[WHAT YOU HAVE TO DO]
The answer must consist of every line below containing "value".

Collected data entries:
Start of Block

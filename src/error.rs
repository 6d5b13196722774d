use std::path::PathBuf;
use thiserror::Error;

/// Raised while building [`crate::config::Config`]; aborts service construction.
#[derive(Debug, Error, PartialEq, Eq)]
pub enum ConfigError {
    #[error("Missing Twilio credentials: {0} is not set")]
    MissingVar(&'static str),

    #[error("Invalid {name} '{value}': {reason}")]
    InvalidUrl {
        name: &'static str,
        value: String,
        reason: String,
    },
}

/// The issue payload argument could not be turned into an issue record.
#[derive(Debug, Error)]
pub enum PayloadError {
    #[error("Issue payload is empty")]
    Empty,

    #[error("Input is not valid JSON: {0}")]
    InvalidInlineJson(#[source] serde_json::Error),

    #[error("File not found: {}", .0.display())]
    FileNotFound(PathBuf),

    #[error("{} is a directory, not a JSON file", .0.display())]
    Directory(PathBuf),

    #[error("Could not read {}: {source}", path.display())]
    Unreadable {
        path: PathBuf,
        #[source]
        source: std::io::Error,
    },

    #[error("File {} contains invalid JSON: {source}", path.display())]
    InvalidFileJson {
        path: PathBuf,
        #[source]
        source: serde_json::Error,
    },

    #[error("Input is neither valid JSON nor an existing file: {0}")]
    NotJsonOrFile(String),

    #[error("Issue payload must be a JSON object, got {0}")]
    NotAnObject(&'static str),

    #[error("Issue payload has an unexpected shape: {0}")]
    InvalidShape(#[source] serde_json::Error),
}

/// Everything that can stop a CLI action before a send is attempted.
#[derive(Debug, Error)]
pub enum AppError {
    #[error(transparent)]
    Config(#[from] ConfigError),

    #[error(transparent)]
    Payload(#[from] PayloadError),

    #[error("Unexpected error: {0}")]
    Internal(String),
}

End of Block

[RESPONSE TO THIS TASK]
    #[error("Invalid {name} '{value}': {reason}")]
        value: String,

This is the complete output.